//! Wiring shared by unit tests and the integration suites under `tests/`.
//!
//! Compiled for `cfg(test)` and behind the `test-support` feature.

use std::sync::Arc;

use actix_session::{SessionMiddleware, storage::CookieSessionStore};
use actix_web::cookie::Key;
use actix_web::dev::{ServiceFactory, ServiceRequest, ServiceResponse};
use actix_web::{App, web};

use crate::Trace;
use crate::domain::{AccountService, RestaurantService};
use crate::inbound::http::error::unknown_route;
use crate::inbound::http::health::HealthState;
use crate::inbound::http::routes;
use crate::inbound::http::state::{HttpState, HttpStatePorts};
use crate::outbound::memory::{InMemoryAccountRepository, InMemoryRestaurantRepository};

/// Session middleware with a fresh key and a non-`Secure` cookie named
/// `session`, suitable for plain-HTTP tests.
pub fn test_session_middleware() -> SessionMiddleware<CookieSessionStore> {
    session_middleware_with_key(Key::generate())
}

/// As [`test_session_middleware`] but with a caller-supplied key, so several
/// app instances can read each other's cookies.
pub fn session_middleware_with_key(key: Key) -> SessionMiddleware<CookieSessionStore> {
    SessionMiddleware::builder(CookieSessionStore::default(), key)
        .cookie_name("session".to_owned())
        .cookie_path("/".to_owned())
        .cookie_secure(false)
        .cookie_http_only(true)
        .build()
}

/// Handler state over empty in-memory stores.
///
/// The restaurant repository is returned too so tests can inspect what was
/// persisted without going through HTTP.
pub fn in_memory_state() -> (HttpState, Arc<InMemoryRestaurantRepository>) {
    let restaurant_repo = Arc::new(InMemoryRestaurantRepository::new());
    let restaurants = Arc::new(RestaurantService::new(restaurant_repo.clone()));
    let accounts = Arc::new(AccountService::new(Arc::new(InMemoryAccountRepository::new())));
    let state = HttpState::new(HttpStatePorts {
        login: accounts.clone(),
        registration: accounts,
        restaurants: restaurants.clone(),
        restaurants_command: restaurants,
    });
    (state, restaurant_repo)
}

/// Full application over `state`, wired the way the server wires it minus
/// Swagger UI.
pub fn test_app(
    state: HttpState,
) -> App<
    impl ServiceFactory<
        ServiceRequest,
        Config = (),
        Response = ServiceResponse,
        Error = actix_web::Error,
        InitError = (),
    >,
> {
    test_app_with_key(state, Key::generate())
}

/// [`test_app`] with a fixed session key, for servers whose workers must
/// share cookies.
pub fn test_app_with_key(
    state: HttpState,
    key: Key,
) -> App<
    impl ServiceFactory<
        ServiceRequest,
        Config = (),
        Response = ServiceResponse,
        Error = actix_web::Error,
        InitError = (),
    >,
> {
    App::new()
        .app_data(web::Data::new(state))
        .app_data(web::Data::new(HealthState::new()))
        .wrap(session_middleware_with_key(key))
        .wrap(Trace)
        .configure(routes::configure)
        .default_service(web::to(unknown_route))
}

--------------------

- **EXERCISE**: Having read the entries above, set each one down again exactly.

- **TASK OUTPUT**:
//! Wiring shared by unit tests and the integration suites under `tests/`.
//!
//! Compiled for `cfg(test)` and behind the `test-support` feature.

use std::sync::Arc;

use actix_session::{SessionMiddleware, storage::CookieSessionStore};
use actix_web::cookie::Key;
use actix_web::dev::{ServiceFactory, ServiceRequest, ServiceResponse};
use actix_web::{App, web};

use crate::Trace;
use crate::domain::{AccountService, RestaurantService};
use crate::inbound::http::error::unknown_route;
use crate::inbound::http::health::HealthState;
use crate::inbound::http::routes;
use crate::inbound::http::state::{HttpState, HttpStatePorts};
use crate::outbound::memory::{InMemoryAccountRepository, InMemoryRestaurantRepository};

/// Session middleware with a fresh key and a non-`Secure` cookie named
/// `session`, suitable for plain-HTTP tests.
pub fn test_session_middleware() -> SessionMiddleware<CookieSessionStore> {
    session_middleware_with_key(Key::generate())
}

/// As [`test_session_middleware`] but with a caller-supplied key, so several
/// app instances can read each other's cookies.
pub fn session_middleware_with_key(key: Key) -> SessionMiddleware<CookieSessionStore> {
    SessionMiddleware::builder(CookieSessionStore::default(), key)
        .cookie_name("session".to_owned())
        .cookie_path("/".to_owned())
        .cookie_secure(false)
        .cookie_http_only(true)
        .build()
}

/// Handler state over empty in-memory stores.
///
/// The restaurant repository is returned too so tests can inspect what was
/// persisted without going through HTTP.
pub fn in_memory_state() -> (HttpState, Arc<InMemoryRestaurantRepository>) {
    let restaurant_repo = Arc::new(InMemoryRestaurantRepository::new());
    let restaurants = Arc::new(RestaurantService::new(restaurant_repo.clone()));
    let accounts = Arc::new(AccountService::new(Arc::new(InMemoryAccountRepository::new())));
    let state = HttpState::new(HttpStatePorts {
        login: accounts.clone(),
        registration: accounts,
        restaurants: restaurants.clone(),
        restaurants_command: restaurants,
    });
    (state, restaurant_repo)
}

/// Full application over `state`, wired the way the server wires it minus
/// Swagger UI.
pub fn test_app(
    state: HttpState,
) -> App<
    impl ServiceFactory<
        ServiceRequest,
        Config = (),
        Response = ServiceResponse,
        Error = actix_web::Error,
        InitError = (),
    >,
> {
    test_app_with_key(state, Key::generate())
}

/// [`test_app`] with a fixed session key, for servers whose workers must
/// share cookies.
pub fn test_app_with_key(
    state: HttpState,
    key: Key,
) -> App<
    impl ServiceFactory<
        ServiceRequest,
        Config = (),
        Response = ServiceResponse,
        Error = actix_web::Error,
        InitError = (),
    >,
> {
    App::new()
        .app_data(web::Data::new(state))
        .app_data(web::Data::new(HealthState::new()))
        .wrap(session_middleware_with_key(key))
        .wrap(Trace)
        .configure(routes::configure)
        .default_service(web::to(unknown_route))
}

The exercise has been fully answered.